What you have to do
Working from the entries below, give again each line from the first through the one containing "a silent fallback.", exactly and with nothing else.

Input data
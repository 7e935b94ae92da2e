//! Start/done pairing table.
//!
//! `log_stage_done` needs to know which "in progress" entry a completion
//! signal closes. That relation is declared here as an explicit table and
//! checked once when the tracker is built, so a done stage without a partner
//! is a listed exception rather than a silent fallback.

use std::collections::{HashMap, HashSet};

use super::stage::{Stage, StageKind};

/// Built-in pairs as `(done, start)`.
pub const STANDARD_PAIRS: &[(Stage, Stage)] = &[
    (Stage::CleanupDone, Stage::Cleanup),
    (Stage::RenameDone, Stage::Rename),
    (Stage::ExtractDone, Stage::Extract),
    (Stage::MovingAttachmentDone, Stage::MovingAttachment),
    (Stage::ClassifyDone, Stage::Classify),
    (Stage::TaggingDone, Stage::Tagging),
    (Stage::ApplyingTagsDone, Stage::ApplyingTags),
    (Stage::RecommendNameDone, Stage::RecommendName),
    (Stage::ApplyingNameDone, Stage::ApplyingName),
    (Stage::FormattingDone, Stage::Formatting),
    (Stage::MovingDone, Stage::Moving),
    (Stage::ValidateDone, Stage::Validate),
    (Stage::ContainerDone, Stage::Container),
    (Stage::AppendDone, Stage::Append),
    (Stage::FetchYoutubeDone, Stage::FetchYoutube),
];

#[derive(Debug, Clone, PartialEq, Eq, thiserror::Error)]
pub enum PairingError {
    #[error("stage {0:?} is not a completion stage")]
    NotADoneStage(Stage),

    #[error("stage {0:?} is not a start stage")]
    NotAStartStage(Stage),

    #[error("completion stage {0:?} is paired more than once")]
    DuplicateDone(Stage),

    #[error("start stage {0:?} is paired more than once")]
    DuplicateStart(Stage),

    #[error("completion stage {0:?} has no start stage and is not declared unpaired")]
    Unpaired(Stage),
}

/// Bidirectional done <-> start map.
#[derive(Debug, Clone)]
pub struct PairingTable {
    done_to_start: HashMap<Stage, Stage>,
    start_to_done: HashMap<Stage, Stage>,
}

impl PairingTable {
    /// Build and validate a table.
    ///
    /// Every `StageKind::Done` stage must either appear in `pairs` or be listed
    /// in `allow_unpaired`. Unpaired completions are logged under their own key.
    pub fn from_pairs(
        pairs: &[(Stage, Stage)],
        allow_unpaired: &[Stage],
    ) -> Result<Self, PairingError> {
        let mut done_to_start = HashMap::with_capacity(pairs.len());
        let mut start_to_done = HashMap::with_capacity(pairs.len());

        for &(done, start) in pairs {
            if done.kind() != StageKind::Done {
                return Err(PairingError::NotADoneStage(done));
            }
            if start.kind() != StageKind::Start {
                return Err(PairingError::NotAStartStage(start));
            }
            if done_to_start.insert(done, start).is_some() {
                return Err(PairingError::DuplicateDone(done));
            }
            if start_to_done.insert(start, done).is_some() {
                return Err(PairingError::DuplicateStart(start));
            }
        }

        let allowed: HashSet<Stage> = allow_unpaired.iter().copied().collect();
        if let Some(missing) = Stage::ALL.iter().copied().find(|s| {
            s.kind() == StageKind::Done && !done_to_start.contains_key(s) && !allowed.contains(s)
        }) {
            return Err(PairingError::Unpaired(missing));
        }

        Ok(Self {
            done_to_start,
            start_to_done,
        })
    }

    /// The built-in table (`STANDARD_PAIRS`, no unpaired completions).
    pub fn standard() -> Result<Self, PairingError> {
        Self::from_pairs(STANDARD_PAIRS, &[])
    }

    /// Start stage closed by `done`. Only completion stages are looked up.
    pub fn start_for(&self, done: Stage) -> Option<Stage> {
        if done.kind() != StageKind::Done {
            return None;
        }
        self.done_to_start.get(&done).copied()
    }

    /// Completion stage that closes `start`.
    pub fn done_for(&self, start: Stage) -> Option<Stage> {
        self.start_to_done.get(&start).copied()
    }

    pub fn len(&self) -> usize {
        self.done_to_start.len()
    }

    pub fn is_empty(&self) -> bool {
        self.done_to_start.is_empty()
    }
}
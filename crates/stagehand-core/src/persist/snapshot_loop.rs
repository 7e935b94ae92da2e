//! SnapshotLoop - debounced background saving of tracker snapshots.
//!
//! # フロー
//! 1. wait for the tracker's change notification
//! 2. wait until no change arrived for `debounce`
//! 3. save a full snapshot, go back to 1
//!
//! Shutdown flushes once more so the last changes are not lost.

use std::sync::Arc;
use std::time::Duration;

use tokio::sync::watch;
use tokio::task::JoinHandle;
use tracing::{debug, error, info, warn};

use crate::domain::TrackerError;
use crate::ports::SnapshotSink;
use crate::store::InMemoryTracker;

pub struct SnapshotLoop {
    tracker: Arc<InMemoryTracker>,
    sink: Arc<dyn SnapshotSink>,
    debounce: Duration,
}

/// Running loop. Dropping it without `shutdown` leaves the task running
/// until the runtime stops.
pub struct SnapshotHandle {
    shutdown: watch::Sender<bool>,
    task: JoinHandle<()>,
}

impl SnapshotHandle {
    /// Stop the loop after a final save.
    pub async fn shutdown(self) {
        let _ = self.shutdown.send(true);
        if let Err(e) = self.task.await {
            error!(error = %e, "snapshot loop terminated abnormally");
        }
    }
}

impl SnapshotLoop {
    pub fn new(
        tracker: Arc<InMemoryTracker>,
        sink: Arc<dyn SnapshotSink>,
        debounce: Duration,
    ) -> Self {
        Self {
            tracker,
            sink,
            debounce,
        }
    }

    /// Load the saved snapshot into the tracker.
    ///
    /// An unreadable snapshot is logged and skipped; the tracker then starts
    /// empty rather than refusing to start.
    pub async fn restore(&self) -> usize {
        match self.sink.load().await {
            Ok(records) => {
                let restored = self.tracker.restore(records);
                info!(restored, "snapshot restored");
                restored
            }
            Err(e) => {
                warn!(error = %e, "failed to load snapshot, starting empty");
                0
            }
        }
    }

    /// Save the current state right now.
    pub async fn flush(&self) -> Result<usize, TrackerError> {
        let records = self.tracker.snapshot();
        self.sink.save(&records).await?;
        Ok(records.len())
    }

    pub fn spawn(self) -> SnapshotHandle {
        let (shutdown, rx) = watch::channel(false);
        let task = tokio::spawn(self.run(rx));
        SnapshotHandle { shutdown, task }
    }

    async fn run(self, mut shutdown: watch::Receiver<bool>) {
        let changed = self.tracker.change_notifier();

        'outer: loop {
            tokio::select! {
                _ = changed.notified() => {},
                _ = shutdown.changed() => break 'outer,
            }

            // Quiet period: every new change restarts the timer.
            loop {
                tokio::select! {
                    _ = changed.notified() => continue,
                    _ = tokio::time::sleep(self.debounce) => break,
                    _ = shutdown.changed() => break 'outer,
                }
            }

            self.save_logged().await;
        }

        self.save_logged().await;
        debug!("snapshot loop stopped");
    }

    async fn save_logged(&self) {
        match self.flush().await {
            Ok(count) => debug!(records = count, "snapshot saved"),
            Err(e) => error!(error = %e, "failed to save snapshot"),
        }
    }
}

#[cfg(test)]
mod tests {
    use super::*;
    use crate::domain::{FileStatus, Stage, TaskId, TaskRecord};
    use crate::persist::JsonFileSink;
    use crate::ports::{ProgressQuery, RecordStore};
    use crate::store::TrackerBuilder;
    use async_trait::async_trait;
    use std::sync::Mutex;

    /// Keeps every save in memory.
    #[derive(Default)]
    struct RecordingSink {
        saves: Mutex<Vec<Vec<TaskRecord>>>,
    }

    impl RecordingSink {
        fn save_count(&self) -> usize {
            self.saves.lock().unwrap().len()
        }

        fn last(&self) -> Option<Vec<TaskRecord>> {
            self.saves.lock().unwrap().last().cloned()
        }
    }

    #[async_trait]
    impl SnapshotSink for RecordingSink {
        async fn load(&self) -> Result<Vec<TaskRecord>, TrackerError> {
            Ok(Vec::new())
        }

        async fn save(&self, records: &[TaskRecord]) -> Result<(), TrackerError> {
            self.saves.lock().unwrap().push(records.to_vec());
            Ok(())
        }
    }

    struct BrokenSink;

    #[async_trait]
    impl SnapshotSink for BrokenSink {
        async fn load(&self) -> Result<Vec<TaskRecord>, TrackerError> {
            Err(TrackerError::Config("unreadable".to_string()))
        }

        async fn save(&self, _records: &[TaskRecord]) -> Result<(), TrackerError> {
            Err(TrackerError::Config("read-only".to_string()))
        }
    }

    fn tracker() -> Arc<InMemoryTracker> {
        Arc::new(TrackerBuilder::new().build().unwrap())
    }

    #[tokio::test(start_paused = true)]
    async fn burst_of_changes_is_saved_once() {
        let tracker = tracker();
        let sink = Arc::new(RecordingSink::default());
        let handle = SnapshotLoop::new(tracker.clone(), sink.clone(), Duration::from_millis(1000))
            .spawn();

        let id = tracker.start_tracking(TaskId::new("f1"));
        tracker.set_status(&id, FileStatus::Processing);
        tracker.log_stage_start(&id, Stage::Extract);

        tokio::time::sleep(Duration::from_millis(500)).await;
        assert_eq!(sink.save_count(), 0);

        tokio::time::sleep(Duration::from_millis(1000)).await;
        assert_eq!(sink.save_count(), 1);
        let saved = sink.last().unwrap();
        assert_eq!(saved.len(), 1);
        assert!(saved[0].stage_log.contains(Stage::Extract));

        handle.shutdown().await;
    }

    #[tokio::test(start_paused = true)]
    async fn shutdown_flushes_pending_changes() {
        let tracker = tracker();
        let sink = Arc::new(RecordingSink::default());
        let handle = SnapshotLoop::new(tracker.clone(), sink.clone(), Duration::from_secs(60))
            .spawn();

        let id = tracker.start_tracking(TaskId::new("f1"));
        tracker.set_status(&id, FileStatus::Completed);
        tokio::time::sleep(Duration::from_millis(10)).await;

        handle.shutdown().await;

        let saved = sink.last().unwrap();
        assert_eq!(saved[0].status, FileStatus::Completed);
    }

    #[tokio::test]
    async fn save_failures_do_not_stop_the_loop() {
        let tracker = tracker();
        let handle = SnapshotLoop::new(tracker.clone(), Arc::new(BrokenSink), Duration::from_millis(5))
            .spawn();

        let id = tracker.start_tracking(TaskId::new("f1"));
        tokio::time::sleep(Duration::from_millis(30)).await;
        tracker.set_status(&id, FileStatus::Processing);
        tokio::time::sleep(Duration::from_millis(30)).await;

        handle.shutdown().await;
        assert_eq!(tracker.get_record(&id).unwrap().status, FileStatus::Processing);
    }

    #[tokio::test]
    async fn unreadable_snapshot_restores_nothing() {
        let tracker = tracker();
        let restored = SnapshotLoop::new(tracker.clone(), Arc::new(BrokenSink), Duration::from_millis(5))
            .restore()
            .await;

        assert_eq!(restored, 0);
        assert!(tracker.is_empty());
    }

    #[tokio::test]
    async fn records_survive_a_restart() {
        let dir = tempfile::tempdir().unwrap();
        let path = dir.path().join("records.json");

        let first = tracker();
        let id = first.start_tracking_with_name(TaskId::new("f1"), "scan.pdf");
        first.set_classification(&id, "invoice");
        first.log_stage_start(&id, Stage::Classify);
        first.log_stage_done(&id, Stage::ClassifyDone);
        let snapshots = SnapshotLoop::new(
            first.clone(),
            Arc::new(JsonFileSink::new(&path)),
            Duration::from_millis(5),
        );
        snapshots.flush().await.unwrap();

        let second = tracker();
        let restored = SnapshotLoop::new(
            second.clone(),
            Arc::new(JsonFileSink::new(&path)),
            Duration::from_millis(5),
        )
        .restore()
        .await;

        assert_eq!(restored, 1);
        let record = second.get_record(&id).unwrap();
        assert_eq!(record.classification.as_deref(), Some("invoice"));
        assert_eq!(record.original_name.as_deref(), Some("scan.pdf"));
        assert!(second.get_stage_log(&id, Stage::Classify).unwrap().completed);
    }
}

Task result
repository 7e935b94ae92da2e
//! Start/done pairing table.
//!
//! `log_stage_done` needs to know which "in progress" entry a completion
//! signal closes. That relation is declared here as an explicit table and
//! checked once when the tracker is built, so a done stage without a partner
//! is a listed exception rather than a silent fallback.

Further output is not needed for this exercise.